Penn State Extension to offer course on excess water raising disease issues in vegetables

PHOTO PROVIDED White fungal growth of Phytophthora capsica on cucumber fruit.


For The Express

What will weather conditions look like for 2020? Tough to say but the past two years were pretty rough on many growers, especially during the growing season. The biggest issue was water — too much!

The National Weather Service stated that “2018 was the wettest year on record in Pennsylvania.” This past summer was looking like another wet year, but the rains shut off mid-summer.

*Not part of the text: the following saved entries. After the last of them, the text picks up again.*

use chrono::{DateTime, Utc};
use serde::{Deserialize, Serialize};

/// A logical unit of scanned content: one payload file inside an archive,
/// enriched from the archive's manifest.
///
/// `fingerprint` is the unique key in any persistent sink — re-ingesting a
/// file with the same `(file_name, fingerprint)` must be idempotent.
#[derive(Debug, Clone, Serialize, Deserialize)]
pub struct Document {
    pub provider: String,
    pub real_path: String,
    /// Basename of the on-disk payload at ingest time (before `real_path` is
    /// overwritten with `virtual_path` on emission). The other half of the
    /// `(file_name, fingerprint)` dedup key the control sink checks.
    pub file_name: String,
    pub virtual_path: String,
    pub display_name: String,
    pub leak_date: DateTime<Utc>,
    pub bucket: String,
    pub media_type: String,
    pub indexed_at: DateTime<Utc>,
    pub size: u64,
    pub provider_id: String,
    pub mime_type: String,
    pub fingerprint: String,
    pub content: Option<Vec<u8>>,
    pub failed: bool,
    pub failed_reason: Option<String>,
    pub credentials: Vec<Credential>,
    pub emails: Vec<Email>,
    pub urls: Vec<Url>,
}

impl Document {
    pub fn new(provider: impl Into<String>, real_path: impl Into<String>) -> Self {
        let now = Utc::now();
        let real_path = real_path.into();
        let file_name = std::path::Path::new(&real_path)
            .file_name()
            .map(|n| n.to_string_lossy().into_owned())
            .unwrap_or_default();
        Self {
            provider: provider.into(),
            real_path,
            file_name,
            virtual_path: String::new(),
            display_name: String::new(),
            leak_date: now,
            bucket: String::new(),
            media_type: String::new(),
            indexed_at: now,
            size: 0,
            provider_id: String::new(),
            mime_type: String::new(),
            fingerprint: String::new(),
            content: None,
            failed: false,
            failed_reason: None,
            credentials: Vec::new(),
            emails: Vec::new(),
            urls: Vec::new(),
        }
    }

    pub fn mark_failed(&mut self, reason: impl Into<String>) {
        self.failed = true;
        self.failed_reason = Some(reason.into());
    }
}

/// A leaked credential: `URL:User:Pass`, `Email:Pass`, or `URL:Email:Pass`.
#[derive(Debug, Clone, Default, Serialize, Deserialize)]
pub struct Credential {
    pub rule: String,
    pub time: Option<DateTime<Utc>>,
    pub user_domain: String,
    pub username: String,
    pub password: String,
    pub cpf: Option<String>,
    pub has_cpf: bool,
    pub url: String,
    pub url_domain: String,
    pub severity: i32,
    pub entropy: f32,
    pub near_text: String,
}

/// An e-mail address finding. `email` must have passed RFC-5322 parsing
/// after canonicalization; `domain` is always lower-case.
#[derive(Debug, Clone, Default, Serialize, Deserialize)]
pub struct Email {
    pub time: Option<DateTime<Utc>>,
    pub domain: String,
    pub email: String,
    pub near_text: String,
}

/// A URL finding. `host` is always lower-case and non-empty.
#[derive(Debug, Clone, Default, Serialize, Deserialize)]
pub struct Url {
    pub time: Option<DateTime<Utc>>,
    pub host: String,
    pub url: String,
    pub near_text: String,
}

/// Transient detector output for one regex match position. Carries
/// exactly zero-or-one of {credential, email, url}, populated by the
/// rule's post-processor.
#[derive(Debug, Clone, Default)]
pub struct Finding {
    pub rule_id: String,
    pub start_line: usize,
    pub end_line: usize,
    pub start_column: usize,
    pub end_column: usize,
    pub line: String,
    pub matched: String,
    pub secret: String,
    pub entropy: f32,
    pub credential: Option<Credential>,
    pub email: Option<Email>,
    pub url: Option<Url>,
}

impl Finding {
    /// At least one of credential/email/url must be populated for a
    /// finding to be emittable.
    pub fn has_payload(&self) -> bool {
        self.credential.is_some() || self.email.is_some() || self.url.is_some()
    }
}

/// A scan unit: raw text plus a precomputed vector of newline byte
/// offsets for O(log n) line/column resolution.
#[derive(Debug, Clone)]
pub struct Fragment {
    pub raw: String,
    pub bytes: Option<Vec<u8>>,
    pub file_path: String,
    newline_offsets: Vec<usize>,
}

impl Fragment {
    pub fn new(raw: String, file_path: impl Into<String>) -> Self {
        let newline_offsets = raw
            .bytes()
            .enumerate()
            .filter_map(|(i, b)| (b == b'\n').then_some(i))
            .collect();
        Self {
            raw,
            bytes: None,
            file_path: file_path.into(),
            newline_offsets,
        }
    }

    pub fn with_bytes(mut self, bytes: Vec<u8>) -> Self {
        self.bytes = Some(bytes);
        self
    }

    /// 1-indexed (line, column) of the byte offset `pos`.
    pub fn line_col(&self, pos: usize) -> (usize, usize) {
        let idx = self.newline_offsets.partition_point(|&nl| nl < pos);
        let line_start = if idx == 0 {
            0
        } else {
            self.newline_offsets[idx - 1] + 1
        };
        (idx + 1, pos - line_start + 1)
    }

    /// Byte range `[start, end)` of the full line(s) spanning
    /// `[start_pos, end_pos)`, used to populate `Finding.line`.
    pub fn line_bounds(&self, start_pos: usize, end_pos: usize) -> (usize, usize) {
        let start_idx = self.newline_offsets.partition_point(|&nl| nl < start_pos);
        let line_start = if start_idx == 0 {
            0
        } else {
            self.newline_offsets[start_idx - 1] + 1
        };
        let end_idx = self.newline_offsets.partition_point(|&nl| nl < end_pos);
        let line_end = if end_idx < self.newline_offsets.len() {
            self.newline_offsets[end_idx]
        } else {
            self.raw.len()
        };
        (line_start, line_end)
    }

    pub fn newline_count(&self) -> usize {
        self.newline_offsets.len()
    }
}

/// One row of the provider's `Info.csv` manifest.
#[derive(Debug, Clone)]
pub struct ManifestEntry {
    pub name: String,
    pub date: DateTime<Utc>,
    pub bucket: String,
    pub media: String,
    pub content: String,
    pub type_: String,
    pub size: u64,
    pub system_id: String,
}

#[cfg(test)]
mod tests {
    use super::*;

    #[test]
    fn line_col_first_line() {
        let f = Fragment::new("hello\nworld\n".to_string(), "f.txt");
        assert_eq!(f.line_col(0), (1, 1));
        assert_eq!(f.line_col(4), (1, 5));
    }

    #[test]
    fn line_col_second_line() {
        let f = Fragment::new("hello\nworld\n".to_string(), "f.txt");
        // 'w' is at byte offset 6
        assert_eq!(f.line_col(6), (2, 1));
    }

    #[test]
    fn line_bounds_spans_full_line() {
        let f = Fragment::new("one\ntwo three\nfour\n".to_string(), "f.txt");
        let (start, end) = f.line_bounds(4, 13);
        assert_eq!(&f.raw[start..end], "two three");
    }

    #[test]
    fn finding_requires_payload() {
        let mut finding = Finding::default();
        assert!(!finding.has_payload());
        finding.url = Some(Url::default());
        assert!(finding.has_payload());
    }

    #[test]
    fn document_new_sets_provider_and_path() {
        let doc = Document::new("IntelX", "/tmp/archive/file.txt");
        assert_eq!(doc.provider, "IntelX");
        assert_eq!(doc.real_path, "/tmp/archive/file.txt");
        assert_eq!(doc.file_name, "file.txt");
        assert!(!doc.failed);
    }
}
//! Subcommand implementations, kept separate from the clap derive tree
//! per the teacher's `cli/commands/subcommands.rs` split.

use std::path::{Path, PathBuf};
use std::sync::atomic::AtomicBool;
use std::sync::Arc;
use std::time::Instant;

use anyhow::{bail, Context, Result};
use async_trait::async_trait;
use chrono::{DateTime, NaiveDate, Utc};
use intelparser_core::model::Document;
use intelparser_detect::rules::StopWordSets;
use intelparser_detect::Detector;
use intelparser_store::{
    ControlSink, CsvSink, JsonLinesSink, NullSink, RelationalSink, SearchIndexSink, Sink,
    SinkFanout, StdoutSink,
};
use tokio::sync::mpsc;

use crate::config::load_config;
use crate::disk::StatvfsDiskProbe;
use crate::driver::RunFilter;
use crate::pool::{self, PoolSettings};
use crate::status::{print_summary, StatusReporter};
use crate::walker::Walker;

pub struct ParseIntelxArgs {
    pub path: PathBuf,
    pub threads: usize,
    pub quiet: bool,
    pub disable_control_db: bool,
    pub write_db: bool,
    pub write_db_uri: String,
    pub write_csv: bool,
    pub write_csv_file: String,
    pub write_jsonl: bool,
    pub write_jsonl_file: String,
    pub write_stdout: bool,
    pub write_none: bool,
    pub write_elastic: bool,
    pub write_elasticsearch_uri: String,
    pub filter: Vec<String>,
    pub date_from: Option<String>,
}

/// Delegates to a shared [`ControlSink`] so the same database instance
/// both answers dedup checks and receives every record as a sink,
/// matching the source's `GlobalDbURI` writer doing double duty.
struct ControlSinkHandle(Arc<ControlSink>);

#[async_trait]
impl Sink for ControlSinkHandle {
    fn name(&self) -> &str {
        "control"
    }

    async fn write(&self, document: &Document) -> Result<()> {
        self.0.write(document).await
    }

    async fn flush(&self) -> Result<()> {
        self.0.flush().await
    }
}

fn parse_date_from(raw: &str) -> Result<DateTime<Utc>> {
    if let Ok(dt) = DateTime::parse_from_rfc3339(raw) {
        return Ok(dt.with_timezone(&Utc));
    }
    let date = NaiveDate::parse_from_str(raw, "%Y-%m-%d")
        .with_context(|| format!("--date-from {raw:?} is neither RFC-3339 nor YYYY-MM-DD"))?;
    Ok(date.and_hms_opt(0, 0, 0).unwrap().and_utc())
}

pub async fn parse_intelx(args: ParseIntelxArgs) -> Result<()> {
    let start = Instant::now();
    let config = load_config(None)?;

    let temp_dir = tempfile::Builder::new()
        .prefix("intelparser_")
        .tempdir()
        .context("creating scan workspace")?;

    let control_db_path = if args.disable_control_db {
        temp_dir.path().join("control.db")
    } else {
        crate::config::control_db_path()?
    };
    let control = Arc::new(ControlSink::open(&control_db_path)?);

    let mut sinks: Vec<Box<dyn Sink>> = vec![Box::new(ControlSinkHandle(control.clone()))];

    if !args.quiet && !args.write_none {
        sinks.push(Box::new(StdoutSink));
    }
    if args.write_stdout {
        sinks.push(Box::new(StdoutSink));
    }
    if args.write_db {
        let uri = args.write_db_uri.strip_prefix("sqlite:///").unwrap_or(&args.write_db_uri);
        sinks.push(Box::new(RelationalSink::open(uri)?));
    }
    if args.write_csv {
        sinks.push(Box::new(CsvSink::create(&args.write_csv_file)?));
    }
    if args.write_jsonl {
        sinks.push(Box::new(JsonLinesSink::create(&args.write_jsonl_file).await?));
    }
    if args.write_none {
        sinks.push(Box::new(NullSink));
    }
    if args.write_elastic {
        sinks.push(Box::new(SearchIndexSink::new(&args.write_elasticsearch_uri).await?));
    }
    if sinks.len() == 1 {
        tracing::warn!("no output sinks configured beyond the control database; results will only be used for deduplication");
    }
    let sinks = Arc::new(SinkFanout::new(sinks));

    let date_from = args.date_from.as_deref().map(parse_date_from).transpose()?;
    let filter = RunFilter {
        buckets: args.filter,
        date_from,
    };

    let stopwords = StopWordSets {
        global: config.global_stopwords.clone(),
        email_domain: config.email_domain_stopwords.clone(),
        url_domain: config.url_domain_stopwords.clone(),
    };
    let detector = Arc::new(Detector::new(
        config.max_decode_depth,
        config.max_target_megabytes,
        config.near_text_size,
        stopwords,
    ));

    let (tx, rx) = mpsc::channel(1);
    let probe = StatvfsDiskProbe;
    let walk_input = args.path.clone();
    let walk_temp_root = temp_dir.path().to_path_buf();
    let walker_handle = tokio::task::spawn_blocking(move || {
        let rt = tokio::runtime::Handle::current();
        rt.block_on(async move {
            let walker = Walker::new(&probe);
            walker.run(&walk_input, &walk_temp_root, tx).await
        })
    });

    let cancel = Arc::new(AtomicBool::new(false));
    let status = StatusReporter::new();

    let settings = PoolSettings {
        threads: args.threads,
        max_target_megabytes: config.max_target_megabytes,
        save_bucket_words: config.save_bucket_words,
        save_name_words: config.save_name_words,
        filter,
    };

    let counters = Arc::new(pool::Counters::default());
    status.start(counters.clone(), args.quiet).await;
    pool::run(settings, rx, detector, control.clone(), sinks.clone(), cancel, counters.clone()).await?;
    status.stop().await;

    sinks.flush().await;
    walker_handle.await.context("walker task panicked")??;

    print_summary(&counters, start.elapsed());
    Ok(())
}

const CONVERTIBLE_EXTENSIONS: &[&str] = &["sqlite3", "db", "jsonl"];

fn ext_of(path: &Path) -> Result<String> {
    path.extension()
        .map(|e| e.to_string_lossy().to_lowercase())
        .filter(|e| CONVERTIBLE_EXTENSIONS.contains(&e.as_str()))
        .with_context(|| {
            format!(
                "{} must end in one of {:?}",
                path.display(),
                CONVERTIBLE_EXTENSIONS
            )
        })
}

fn read_any(path: &Path) -> Result<Vec<Document>> {
    match ext_of(path)?.as_str() {
        "jsonl" => intelparser_store::read_documents(path),
        _ => RelationalSink::open(path)?.read_all(),
    }
}

/// `report convert` (§7, supplemented from `cmd/report_convert.go`):
/// replays every document from `from_file` into `to_file`, deleting the
/// destination if nothing was written.
pub async fn report_convert(from_file: &Path, to_file: &Path) -> Result<()> {
    if from_file == to_file {
        bail!("--from-file and --to-file must differ");
    }
    if !from_file.exists() {
        bail!("{} does not exist", from_file.display());
    }
    let to_ext = ext_of(to_file)?;

    let documents = read_any(from_file)?;
    let mut credentials = 0u64;
    let mut emails = 0u64;
    let mut urls = 0u64;

    match to_ext.as_str() {
        "jsonl" => {
            let sink = JsonLinesSink::create(to_file).await?;
            for doc in &documents {
                credentials += doc.credentials.len() as u64;
                emails += doc.emails.len() as u64;
                urls += doc.urls.len() as u64;
                sink.write(doc).await?;
            }
            if sink.is_empty() {
                tokio::fs::remove_file(to_file).await.ok();
            }
        }
        _ => {
            let sink = RelationalSink::open(to_file)?;
            for doc in &documents {
                credentials += doc.credentials.len() as u64;
                emails += doc.emails.len() as u64;
                urls += doc.urls.len() as u64;
                sink.write(doc).await?;
            }
            sink.flush().await?;
            if credentials + emails + urls == 0 {
                drop(sink);
                tokio::fs::remove_file(to_file).await.ok();
            }
        }
    }

    tracing::info!(
        converted = documents.len(),
        credentials,
        emails,
        urls,
        "conversion complete"
    );
    Ok(())
}

/// `report elastic` (§7, supplemented): replays every document from
/// `from_file` into an Elasticsearch index.
pub async fn report_elastic(from_file: &Path, elasticsearch_uri: &str) -> Result<()> {
    if !from_file.exists() {
        bail!("{} does not exist", from_file.display());
    }
    let documents = read_any(from_file)?;
    let sink = SearchIndexSink::new(elasticsearch_uri).await?;

    let mut credentials = 0u64;
    let mut emails = 0u64;
    let mut urls = 0u64;
    for doc in &documents {
        credentials += doc.credentials.len() as u64;
        emails += doc.emails.len() as u64;
        urls += doc.urls.len() as u64;
        sink.write(doc).await?;
    }
    sink.flush().await?;

    tracing::info!(
        converted = documents.len(),
        credentials,
        emails,
        urls,
        "elastic replay complete"
    );
    Ok(())
}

Excess water can be problematic in that it can lead to soil compaction (if worked while wet), soil erosion, and loss of nutrients. It can also create the ideal environment for several diseases such as phytophthora blight.

The disease thrives in low-lying, poorly drained areas of a field, which was prevalent the past two years. Not only is it destructive during the growing season, it can survive in the field for years (kind of like a gift that keeps on giving).

Penn State’s Professor of Vegetable Pathology, Dr. Beth Gugino, will present information on the particulars of the disease and control strategies at the Sugar Valley Small Fruit and Vegetable meeting at the Sugar Valley Rural Charter School in Loganton. It is scheduled for Jan. 20 from 10 a.m. until noon.

Information will also be presented on concerns and issues of mixing and loading of pesticides. The meeting has been approved for two credits in categories 3, 18, Private, and Core.